We don’t know much about the exact specs yet. Only that it will feature 13 TFLOPs of shader performance. This should make it just a hair slower than the 3060 Ti. Nvidia themselves are claiming double the raster performance over the 1060. Which seems a bit off considering the 1060 was only about 3.8 TFLOPs. So it seems as if some efficiency has been lost transitioning from Pascal to Ampere.
It’s also been confirmed that the 3060 will indeed feature 12GB of GDDR6, as had been rumoured for several weeks now. This is more than Nvidia’s entire Ampere product stack aside from the top tier 3090. We don’t have performance numbers yet, but you can expect it’ll probably be the same 448 GB/s memory as the Ti.

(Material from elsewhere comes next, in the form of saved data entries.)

//! Save and restore with BLAKE3 hashing.
//!
//! A [`SaveData`] holds everything the next tick depends on: kernel truth and
//! perception, the kernel config, the random stream's internal state, the
//! cycle pool, and the recent event log. Its `hash` is a BLAKE3 digest of
//! that content, checked on restore.
//!
//! # Usage
//!
//! ```
//! use paranoia_engine::prelude::*;
//!
//! let mut engine = Engine::new(3, EngineConfig::default()).unwrap();
//! engine.run_ticks(10);
//!
//! let save = engine.capture_save().unwrap();
//! assert_eq!(save.kernel.truth.tick, 10);
//! assert_eq!(save.hash.len(), 64);
//!
//! engine.run_ticks(10);
//! engine.restore_save(&save).unwrap();
//! assert_eq!(engine.tick_count(), 10);
//! ```
//!
//! # What Is NOT Saved
//!
//! - The command queue. Restoring clears it.
//! - Diagnostics, which are per-tick and transient.
//! - The engine config. Pool limits and the log cap come from the engine
//!   doing the restore.

use std::collections::VecDeque;

use paranoia_kernel::config::KernelConfig;
use paranoia_kernel::event::SimEvent;
use paranoia_kernel::kernel::{Kernel, KernelState};
use paranoia_kernel::rng::SimRng;
use serde::{Deserialize, Serialize};

use crate::engine::{CyclePool, Engine};

/// Bumped whenever the saved shape changes.
pub const SAVE_VERSION: u32 = 1;

// ---------------------------------------------------------------------------
// SaveData
// ---------------------------------------------------------------------------

#[derive(Debug, Clone, PartialEq, Serialize, Deserialize)]
pub struct SaveData {
    pub version: u32,
    pub kernel: KernelState,
    pub kernel_config: KernelConfig,
    pub rng: SimRng,
    pub cycles: CyclePool,
    pub event_log: Vec<SimEvent>,
    /// BLAKE3 hex digest (64 lowercase hex chars) of everything above.
    pub hash: String,
}

// ---------------------------------------------------------------------------
// Hashing helpers
// ---------------------------------------------------------------------------

fn compute_hash(
    version: u32,
    kernel: &KernelState,
    kernel_config: &KernelConfig,
    rng: &SimRng,
    cycles: &CyclePool,
    event_log: &[SimEvent],
) -> anyhow::Result<String> {
    #[derive(Serialize)]
    struct HashableState<'a> {
        version: u32,
        kernel: &'a KernelState,
        kernel_config: &'a KernelConfig,
        rng: &'a SimRng,
        cycles: &'a CyclePool,
        event_log: &'a [SimEvent],
    }

    let hashable = HashableState {
        version,
        kernel,
        kernel_config,
        rng,
        cycles,
        event_log,
    };
    let json_bytes = serde_json::to_vec(&hashable)?;
    Ok(blake3::hash(&json_bytes).to_hex().to_string())
}

// ---------------------------------------------------------------------------
// Engine save/restore methods
// ---------------------------------------------------------------------------

impl Engine {
    /// Capture the full simulation state.
    pub fn capture_save(&self) -> anyhow::Result<SaveData> {
        let kernel = self.kernel().state().clone();
        let kernel_config = self.kernel().config().clone();
        let rng = self.kernel().rng().clone();
        let cycles = self.cycles();
        let event_log: Vec<SimEvent> = self.event_log().iter().cloned().collect();
        let hash = compute_hash(SAVE_VERSION, &kernel, &kernel_config, &rng, &cycles, &event_log)?;
        Ok(SaveData {
            version: SAVE_VERSION,
            kernel,
            kernel_config,
            rng,
            cycles,
            event_log,
            hash,
        })
    }

    /// Restore from `save`.
    ///
    /// The version, the hash, and the kernel config are all checked before
    /// anything is touched; on error the engine is unchanged.
    pub fn restore_save(&mut self, save: &SaveData) -> anyhow::Result<()> {
        if save.version != SAVE_VERSION {
            anyhow::bail!(
                "save version {} is not supported (expected {SAVE_VERSION})",
                save.version
            );
        }
        let expected_hash = compute_hash(
            save.version,
            &save.kernel,
            &save.kernel_config,
            &save.rng,
            &save.cycles,
            &save.event_log,
        )?;
        if expected_hash != save.hash {
            anyhow::bail!(
                "save hash mismatch: recorded {} but recomputed {expected_hash}. \
                 The save may be corrupted or tampered with.",
                save.hash
            );
        }

        let kernel = Kernel::from_parts(save.kernel.clone(), save.kernel_config.clone(), save.rng.clone())
            .map_err(|e| anyhow::anyhow!("failed to rebuild kernel from save: {e}"))?;
        let cycles = CyclePool::new(save.cycles.current(), self.config().cycles_max);
        let cap = self.config().event_log_cap;
        let skip = save.event_log.len().saturating_sub(cap);
        let event_log: VecDeque<SimEvent> = save.event_log.iter().skip(skip).cloned().collect();

        self.restore_parts(kernel, cycles, event_log);
        Ok(())
    }

    /// BLAKE3 digest of the current state, as [`SaveData::hash`] would hold it.
    pub fn state_hash(&self) -> anyhow::Result<String> {
        let event_log: Vec<SimEvent> = self.event_log().iter().cloned().collect();
        compute_hash(
            SAVE_VERSION,
            self.kernel().state(),
            self.kernel().config(),
            self.kernel().rng(),
            &self.cycles(),
            &event_log,
        )
    }

    /// Capture a branch point. Same as [`capture_save`](Self::capture_save).
    pub fn fork_save(&self) -> anyhow::Result<SaveData> {
        self.capture_save()
    }
}

/// Build a fresh engine straight from a save.
pub fn engine_from_save(save: &SaveData, config: crate::engine::EngineConfig) -> anyhow::Result<Engine> {
    let mut engine = Engine::new(0, config)?;
    engine.restore_save(save)?;
    Ok(engine)
}
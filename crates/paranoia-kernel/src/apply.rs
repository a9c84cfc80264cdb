//! Apply pass: the only place proposals touch state.
//!
//! Each proposal re-checks its own eligibility against the state as it
//! stands at that point in the FIFO batch. A proposal that no longer makes
//! sense (its crew member died earlier in the batch, its arc resolved, the
//! ladder already moved) returns `false` and counts as failed.

use tracing::{debug, info, warn};

use crate::config::KernelConfig;
use crate::event::{EventKind, IntentReason, RoomPatch, StationAction};
use crate::kernel::KernelState;
use crate::proposal::Deferred;
use crate::state::{
    clamp_range, clamp_unit, CrewSnapshot, CrisisKind, CrisisOp, CrisisStatus, LedgerReason, OpRef,
    ResetStage, RumorRecord, Sighting, TamperKind, TamperOp, TamperStatus, ThreatArc,
};
use crate::systems::beliefs::apply_suspicion_change;
use crate::systems::doubts::{create_doubt, resolve_oldest};
use crate::systems::physics::apply_systems_tick;
use crate::world::{CrewId, PlaceId};
// ---------------------------------------------------------------------------
// Proposals
// ---------------------------------------------------------------------------

/// Propose this tick's behaviour for every living crew member.
pub fn propose_crew(state: &KernelState, config: &KernelConfig, buf: &mut ProposalBuffer) {
    for member in state.truth.living_crew() {
        propose_member(state, config, member, buf);
    }
}
//! Crisis-comms detectors: announcement vindication and downplay harm.

use tracing::info;

use crate::config::KernelConfig;
use crate::event::EventKind;
use crate::kernel::KernelState;
use crate::state::{CrisisKind, CrisisStatus, LedgerReason, OpRef};
use crate::systems::beliefs::apply_suspicion_change;
use crate::systems::doubts::create_doubt;
use crate::world::CrewId;

pub fn run_crisis_detectors(state: &mut KernelState, config: &KernelConfig, notices: &mut Vec<EventKind>) {
    for idx in 0..state.perception.crisis_ops.len() {
        if !state.perception.crisis_ops[idx].status.is_pending() {
            continue;
        }
        match state.perception.crisis_ops[idx].kind {
            CrisisKind::Announce => track_announcement(state, config, idx, notices),
            CrisisKind::Downplay => detect_downplay(state, config, idx, notices),
        }
    }
    let tick = state.truth.tick;
    state.perception.crisis_ops.retain(|op| {
        op.status.is_pending() || tick.saturating_sub(op.tick) < config.op_retention_ticks
    });
}

fn track_announcement(state: &mut KernelState, config: &KernelConfig, idx: usize, notices: &mut Vec<EventKind>) {
    let tick = state.truth.tick;
    let arc_step = {
        let arc_id = state.perception.crisis_ops[idx].arc_id;
        state.truth.arcs.iter().find(|a| a.id == arc_id).map(|a| a.step_index)
    };
    let op = &mut state.perception.crisis_ops[idx];
    if let Some(step) = arc_step {
        op.last_step_index = op.last_step_index.max(step);
        return;
    }

    op.status = CrisisStatus::Vindicated { at: tick };
    let (op_id, system, severe) = (op.id, op.system, op.last_step_index >= config.severe_arc_step);
    info!(op_id, system = %system, severe, "announcement vindicated");
    if severe {
        apply_suspicion_change(
            state,
            config,
            config.suspicion_announce_vindicated,
            LedgerReason::AnnounceVindicated,
            format!("{system} crisis played out as announced"),
        );
    }
    notices.push(EventKind::CrisisVindicated {
        op_id,
        kind: CrisisKind::Announce,
        system,
    });
}

fn detect_downplay(state: &mut KernelState, config: &KernelConfig, idx: usize, notices: &mut Vec<EventKind>) {
    let tick = state.truth.tick;
    let truth = &state.truth;
    let op = &state.perception.crisis_ops[idx];

    let mut harmed: Vec<CrewId> = Vec::new();
    let mut delta = config.downplay_backfire_base;
    let room_hazardous = truth.is_hazardous(op.place, config);
    for snap in &op.snapshot {
        let Some(member) = truth.crew.get(&snap.crew) else {
            continue;
        };
        if !member.alive {
            harmed.push(snap.crew);
            delta += config.downplay_backfire_death_bonus;
        } else if member.place == op.place && room_hazardous && member.hp < snap.hp {
            harmed.push(snap.crew);
            delta += config.downplay_backfire_injury_bonus;
        }
    }

    if harmed.is_empty() {
        if op.window_end_tick.is_some_and(|end| tick >= end) {
            state.perception.crisis_ops[idx].status = CrisisStatus::Expired { at: tick };
        }
        return;
    }

    let delta = delta.min(config.downplay_backfire_cap);
    let (op_id, system) = (op.id, op.system);
    let op = &mut state.perception.crisis_ops[idx];
    op.status = CrisisStatus::Backfired { at: tick };
    op.crew_affected = harmed.clone();

    info!(op_id, system = %system, delta, harmed = harmed.len(), "downplay backfired");
    let detail = format!("MOTHER downplayed the {system} crisis while crew were hurt");
    apply_suspicion_change(state, config, delta, LedgerReason::DownplayBackfire, detail.clone());
    create_doubt(state, detail, 3, harmed.clone(), Some(OpRef::Crisis(op_id)), Some(system));
    state.truth.day_incidents += 1;
    notices.push(EventKind::Backfire {
        op_id,
        op: "DOWNPLAY".to_owned(),
        delta,
        reason: LedgerReason::DownplayBackfire,
        crew_affected: harmed,
    });
}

Additional specs give it 25 TFLOPs of ray tracing core performance, with 101 TFLOPs of FP16 power coming from the tensor cores. Overall, it’s about 40% slower than the 3070. Though it should be a good fit for those looking to get into 1440p gaming, or those rocking 1080p high frame rate displays.
The RTX 3060 will be “available” (barring scalping, miners, and supply shortages) late February, starting at $329 USD.